Minority stress is first theorized by Meyer in 1995, in which Meyer describes it as psychosocial stress derived from minority status (Meyer, 1995). There are two hypotheses associated with Minority Stress Theory; one is Social Selection Hypothesis, and the other is Social Causation Hypothesis. Social Selection

Hypothesis holds that there is something inherent to being in a minority group (e.g..
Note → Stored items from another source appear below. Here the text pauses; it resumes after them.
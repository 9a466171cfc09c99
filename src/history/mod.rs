use crate::session::Session;
use serde::Serialize;
use tracing::{info, warn};

pub mod store;

use store::{PersistError, SessionPersistence};

pub const HISTORY_KEY: &str = "parking_history";

#[derive(Debug, Clone, Copy, PartialEq, Serialize)]
pub struct HistoryStats {
    pub total_sessions: usize,
    pub total_revenue: f64,
    /// Seconds; zero for an empty history.
    pub avg_duration: f64,
}

impl HistoryStats {
    pub fn from_sessions(sessions: &[Session]) -> Self {
        let total_sessions = sessions.len();
        // f64's Sum starts from -0.0; fold from +0.0 so empty totals serialize as 0.0.
        let total_revenue = sessions.iter().fold(0.0, |sum, session| sum + session.fee);
        let avg_duration = if total_sessions == 0 {
            0.0
        } else {
            sessions.iter().fold(0.0, |sum, session| sum + session.duration) / total_sessions as f64
        };
        Self {
            total_sessions,
            total_revenue,
            avg_duration,
        }
    }
}

#[derive(Debug, Clone, Copy, PartialEq, Eq)]
pub enum Confirmation {
    Confirmed,
    Declined,
}

impl From<bool> for Confirmation {
    fn from(confirmed: bool) -> Self {
        if confirmed {
            Confirmation::Confirmed
        } else {
            Confirmation::Declined
        }
    }
}

/// Append-only record of completed sessions backed by best-effort persistence.
pub struct SessionHistory<P> {
    sessions: Vec<Session>,
    persistence: P,
}

impl<P: SessionPersistence> SessionHistory<P> {
    /// Load the stored history; anything unreadable starts an empty one.
    /// Undecodable contents are set aside first so the next append does not
    /// overwrite them.
    pub fn open(persistence: P) -> Self {
        let sessions = match persistence.load(HISTORY_KEY) {
            Ok(Some(sessions)) => {
                info!(count = sessions.len(), "Session history loaded");
                sessions
            }
            Ok(None) => Vec::new(),
            Err(err @ PersistError::Json(_)) => {
                match persistence.set_aside(HISTORY_KEY) {
                    Ok(()) => warn!(error = %err, "Stored session history is corrupt, set aside and starting empty"),
                    Err(aside) => warn!(
                        error = %err,
                        set_aside_error = %aside,
                        "Stored session history is corrupt and could not be set aside"
                    ),
                }
                Vec::new()
            }
            Err(err) => {
                warn!(error = %err, "Failed to load session history, starting empty");
                Vec::new()
            }
        };
        Self {
            sessions,
            persistence,
        }
    }

    pub fn append(&mut self, session: Session) {
        self.sessions.push(session);
        self.persist();
    }

    pub fn list(&self) -> &[Session] {
        &self.sessions
    }

    pub fn aggregate(&self) -> HistoryStats {
        HistoryStats::from_sessions(&self.sessions)
    }

    /// Returns `true` when the history was cleared.
    pub fn clear(&mut self, confirmation: Confirmation) -> bool {
        if confirmation != Confirmation::Confirmed {
            info!("History clear declined");
            return false;
        }
        let removed = self.sessions.len();
        self.sessions.clear();
        self.persist();
        info!(removed, "Session history cleared");
        true
    }

    fn persist(&self) {
        if let Err(err) = self.persistence.save(HISTORY_KEY, &self.sessions) {
            warn!(
                error = %err,
                count = self.sessions.len(),
                "Failed to persist session history"
            );
        }
    }
}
genetics) that makes individuals susceptible to health problems. However, it is clear that genetic and dispositional factors do not fully explain the health disparities observed in minority groups. Social Causation Hypothesis suggests that minority group members face difficult social situations that lead to poor health (Dohrenwend, 1966). Minority Stress Theory extends the social causation hypothesis, which suggests that such difficult social experiences explain health differences between minority and majority individuals. According to Social Stress Theory, social situations do not lead directly to health for minority individuals, but that difficult social situations cause stress for minority individuals, which accrues over time, resulting in long-term health deficits (Meyer, 2003). Meyer also indicates that minority stress describes chronically high levels of stress faced by members of stigmatized minority groups. It may be caused by several factors, including poor social support and low socioeconomic status, but the most well understood causes of minority stress are interpersonal prejudice and discrimination. When the individual is a minority person in a stigmatizing and discriminating society, the conflict between him or her and the dominant culture can be onerous (Meyer, 1995). Thus, the concept is based on the premise that gay people, like members of other minority groups, are subjected to chronic stress related to their stigmatization. Such stress will, therefore, lead to adverse health outcomes.